Records to process:
use crate::peer::engine::RemoteMediaTrack;
use parking_lot::Mutex;
use std::collections::HashMap;
use std::sync::Arc;

struct Entry<R> {
    track: Arc<R>,
    stopped: bool,
}

/// Живые входящие треки одной сессии по id трека
pub struct RemoteTrackSet<R> {
    tracks: Mutex<HashMap<String, Entry<R>>>,
}

impl<R> Default for RemoteTrackSet<R> {
    fn default() -> Self {
        Self {
            tracks: Mutex::new(HashMap::new()),
        }
    }
}

impl<R: RemoteMediaTrack> RemoteTrackSet<R> {
    /// false, если трек с таким id уже есть
    pub fn insert(&self, track: Arc<R>) -> bool {
        let mut tracks = self.tracks.lock();
        let id = track.id();
        if tracks.contains_key(&id) {
            return false;
        }
        tracks.insert(
            id,
            Entry {
                track,
                stopped: false,
            },
        );
        true
    }

    pub fn remove(&self, id: &str) -> Option<Arc<R>> {
        self.tracks.lock().remove(id).map(|e| e.track)
    }

    pub fn contains(&self, id: &str) -> bool {
        self.tracks.lock().contains_key(id)
    }

    pub fn len(&self) -> usize {
        self.tracks.lock().len()
    }

    pub fn is_empty(&self) -> bool {
        self.tracks.lock().is_empty()
    }

    pub fn snapshot(&self) -> Vec<Arc<R>> {
        self.tracks.lock().values().map(|e| e.track.clone()).collect()
    }

    /// Помечает трек остановленным и отдаёт его, если он ещё работал
    pub fn take_for_stop(&self, id: &str) -> Option<Arc<R>> {
        let mut tracks = self.tracks.lock();
        let entry = tracks.get_mut(id)?;
        if entry.stopped {
            return None;
        }
        entry.stopped = true;
        Some(entry.track.clone())
    }

    /// Очищает набор и возвращает ещё не остановленные треки
    pub fn drain_unstopped(&self) -> Vec<Arc<R>> {
        self.tracks
            .lock()
            .drain()
            .filter(|(_, e)| !e.stopped)
            .map(|(_, e)| e.track)
            .collect()
    }
}
//! Внешний signaling для peer-сессий.
//!
//! Сам транспорт живёт вне крейта. Сессии нужен только [`SignalingLink`],
//! чтобы отправлять свои description и кандидаты; входящие сообщения
//! владелец передаёт в
//! [`PeerSession::accept_remote_description`](crate::PeerSession::accept_remote_description)
//! и [`PeerSession::accept_ice_candidate`](crate::PeerSession::accept_ice_candidate).

use crate::error::{Error, Result};
use async_trait::async_trait;
use serde::{Deserialize, Serialize};
use tokio::sync::mpsc;

/// Отправляющая сторона signaling, общая для всех сессий владельца
#[async_trait]
pub trait SignalingLink: Send + Sync {
    /// Доставить session description в JSON пиру `remote_id`
    async fn send_local_description(&self, remote_id: &str, payload: String) -> Result<()>;

    /// Доставить ICE-кандидат в JSON пиру `remote_id`
    async fn send_ice_candidate(&self, remote_id: &str, payload: String) -> Result<()>;
}

/// Конверт для транспортов, которые везут оба вида сообщений по одному каналу
#[derive(Serialize, Deserialize, Debug, Clone, PartialEq, Eq)]
#[serde(tag = "kind", rename_all = "camelCase")]
pub enum SignalMessage {
    #[serde(rename_all = "camelCase")]
    Description { remote_id: String, payload: String },
    #[serde(rename_all = "camelCase")]
    Candidate { remote_id: String, payload: String },
}

impl SignalMessage {
    pub fn remote_id(&self) -> &str {
        match self {
            SignalMessage::Description { remote_id, .. }
            | SignalMessage::Candidate { remote_id, .. } => remote_id,
        }
    }

    pub fn payload(&self) -> &str {
        match self {
            SignalMessage::Description { payload, .. }
            | SignalMessage::Candidate { payload, .. } => payload,
        }
    }
}

/// [`SignalingLink`], складывающий исходящие сообщения в tokio канал
#[derive(Clone)]
pub struct ChannelLink {
    tx: mpsc::UnboundedSender<SignalMessage>,
}

impl ChannelLink {
    pub fn new() -> (Self, mpsc::UnboundedReceiver<SignalMessage>) {
        let (tx, rx) = mpsc::unbounded_channel();
        (Self { tx }, rx)
    }

    fn push(&self, msg: SignalMessage) -> Result<()> {
        self.tx
            .send(msg)
            .map_err(|_| Error::Signaling("signaling channel closed".into()))
    }
}

#[async_trait]
impl SignalingLink for ChannelLink {
    async fn send_local_description(&self, remote_id: &str, payload: String) -> Result<()> {
        self.push(SignalMessage::Description {
            remote_id: remote_id.to_string(),
            payload,
        })
    }

    async fn send_ice_candidate(&self, remote_id: &str, payload: String) -> Result<()> {
        self.push(SignalMessage::Candidate {
            remote_id: remote_id.to_string(),
            payload,
        })
    }
}
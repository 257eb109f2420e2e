use crate::peer::types::ServerConfig;
use rand::Rng;

/// Короткий случайный идентификатор сессии для логов
pub fn random_id() -> String {
    hex::encode(rand::rng().random::<[u8; 8]>())
}

// Функция для добавления схемы протокола к URL ICE сервера, если она отсутствует
pub fn add_ice_url_scheme(config: &ServerConfig) -> String {
    // Если url уже начинается с "turn:", "turns:" или "stun:", возвращаем как есть
    if config.url.starts_with("turn:")
        || config.url.starts_with("turns:")
        || config.url.starts_with("stun:")
    {
        config.url.clone()
    } else {
        // В зависимости от типа сервера добавляем нужную схему
        let scheme = if config.r#type == "turn" {
            "turn:"
        } else {
            "stun:"
        };
        format!("{}{}", scheme, config.url)
    }
}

Goal of the exercise: From top to bottom, reproduce the material exactly.

Result for this task:
use crate::peer::engine::RemoteMediaTrack;
use parking_lot::Mutex;
use std::collections::HashMap;
use std::sync::Arc;

struct Entry<R> {
    track: Arc<R>,
    stopped: bool,
}

/// Живые входящие треки одной сессии по id трека
pub struct RemoteTrackSet<R> {
    tracks: Mutex<HashMap<String, Entry<R>>>,
}

impl<R> Default for RemoteTrackSet<R> {
    fn default() -> Self {
        Self {
            tracks: Mutex::new(HashMap::new()),
        }
    }
}

impl<R: RemoteMediaTrack> RemoteTrackSet<R> {
    /// false, если трек с таким id уже есть
    pub fn insert(&self, track: Arc<R>) -> bool {
        let mut tracks = self.tracks.lock();
        let id = track.id();
        if tracks.contains_key(&id) {
            return false;
        }
        tracks.insert(
            id,
            Entry {
                track,
                stopped: false,
            },
        );
        true
    }

    pub fn remove(&self, id: &str) -> Option<Arc<R>> {
        self.tracks.lock().remove(id).map(|e| e.track)
    }

    pub fn contains(&self, id: &str) -> bool {
        self.tracks.lock().contains_key(id)
    }

    pub fn len(&self) -> usize {
        self.tracks.lock().len()
    }

    pub fn is_empty(&self) -> bool {
        self.tracks.lock().is_empty()
    }

    pub fn snapshot(&self) -> Vec<Arc<R>> {
        self.tracks.lock().values().map(|e| e.track.clone()).collect()
    }

    /// Помечает трек остановленным и отдаёт его, если он ещё работал
    pub fn take_for_stop(&self, id: &str) -> Option<Arc<R>> {
        let mut tracks = self.tracks.lock();
        let entry = tracks.get_mut(id)?;
        if entry.stopped {
            return None;
        }
        entry.stopped = true;
        Some(entry.track.clone())
    }

    /// Очищает набор и возвращает ещё не остановленные треки
    pub fn drain_unstopped(&self) -> Vec<Arc<R>> {
        self.tracks
            .lock()
            .drain()
            .filter(|(_, e)| !e.stopped)
            .map(|(_, e)| e.track)
            .collect()
    }
}
//! Внешний signaling для peer-сессий.
//!
//! Сам транспорт живёт вне крейта. Сессии нужен только [`SignalingLink`],
//! чтобы отправлять свои description и кандидаты; входящие сообщения
//! владелец передаёт в
//! [`PeerSession::accept_remote_description`](crate::PeerSession::accept_remote_description)
//! и [`PeerSession::accept_ice_candidate`](crate::PeerSession::accept_ice_candidate).

use crate::error::{Error, Result};
use async_trait::async_trait;
use serde::{Deserialize, Serialize};
use tokio::sync::mpsc;

/// Отправляющая сторона signaling, общая для всех сессий владельца
#[async_trait]
pub trait SignalingLink: Send + Sync {
    /// Доставить session description в JSON пиру `remote_id`
    async fn send_local_description(&self, remote_id: &str, payload: String) -> Result<()>;

    /// Доставить ICE-кандидат в JSON пиру `remote_id`
    async fn send_ice_candidate(&self, remote_id: &str, payload: String) -> Result<()>;
}

/// Конверт для транспортов, которые везут оба вида сообщений по одному каналу
#[derive(Serialize, Deserialize, Debug, Clone, PartialEq, Eq)]
#[serde(tag = "kind", rename_all = "camelCase")]
pub enum SignalMessage {
    #[serde(rename_all = "camelCase")]
    Description { remote_id: String, payload: String },
    #[serde(rename_all = "camelCase")]
    Candidate { remote_id: String, payload: String },
}

impl SignalMessage {
    pub fn remote_id(&self) -> &str {
        match self {
            SignalMessage::Description { remote_id, .. }
            | SignalMessage::Candidate { remote_id, .. } => remote_id,
        }
    }

    pub fn payload(&self) -> &str {
        match self {
            SignalMessage::Description { payload, .. }
            | SignalMessage::Candidate { payload, .. } => payload,
        }
    }
}

/// [`SignalingLink`], складывающий исходящие сообщения в tokio канал
#[derive(Clone)]
pub struct ChannelLink {
    tx: mpsc::UnboundedSender<SignalMessage>,
}

impl ChannelLink {
    pub fn new() -> (Self, mpsc::UnboundedReceiver<SignalMessage>) {
        let (tx, rx) = mpsc::unbounded_channel();
        (Self { tx }, rx)
    }

    fn push(&self, msg: SignalMessage) -> Result<()> {
        self.tx
            .send(msg)
            .map_err(|_| Error::Signaling("signaling channel closed".into()))
    }
}

#[async_trait]
impl SignalingLink for ChannelLink {
    async fn send_local_description(&self, remote_id: &str, payload: String) -> Result<()> {
        self.push(SignalMessage::Description {
            remote_id: remote_id.to_string(),
            payload,
        })
    }

    async fn send_ice_candidate(&self, remote_id: &str, payload: String) -> Result<()> {
        self.push(SignalMessage::Candidate {
            remote_id: remote_id.to_string(),
            payload,
        })
    }
}
repository 257eb109f2420e2e
use crate::peer::types::ServerConfig;
use rand::Rng;

/// Короткий случайный идентификатор сессии для логов
pub fn random_id() -> String {
    hex::encode(rand::rng().random::<[u8; 8]>())
}

// Функция для добавления схемы протокола к URL ICE сервера, если она отсутствует
pub fn add_ice_url_scheme(config: &ServerConfig) -> String {
    // Если url уже начинается с "turn:", "turns:" или "stun:", возвращаем как есть
    if config.url.starts_with("turn:")
        || config.url.starts_with("turns:")
        || config.url.starts_with("stun:")
    {
        config.url.clone()
    } else {
        // В зависимости от типа сервера добавляем нужную схему
        let scheme = if config.r#type == "turn" {
            "turn:"
        } else {
            "stun:"
        };
        format!("{}{}", scheme, config.url)
    }
}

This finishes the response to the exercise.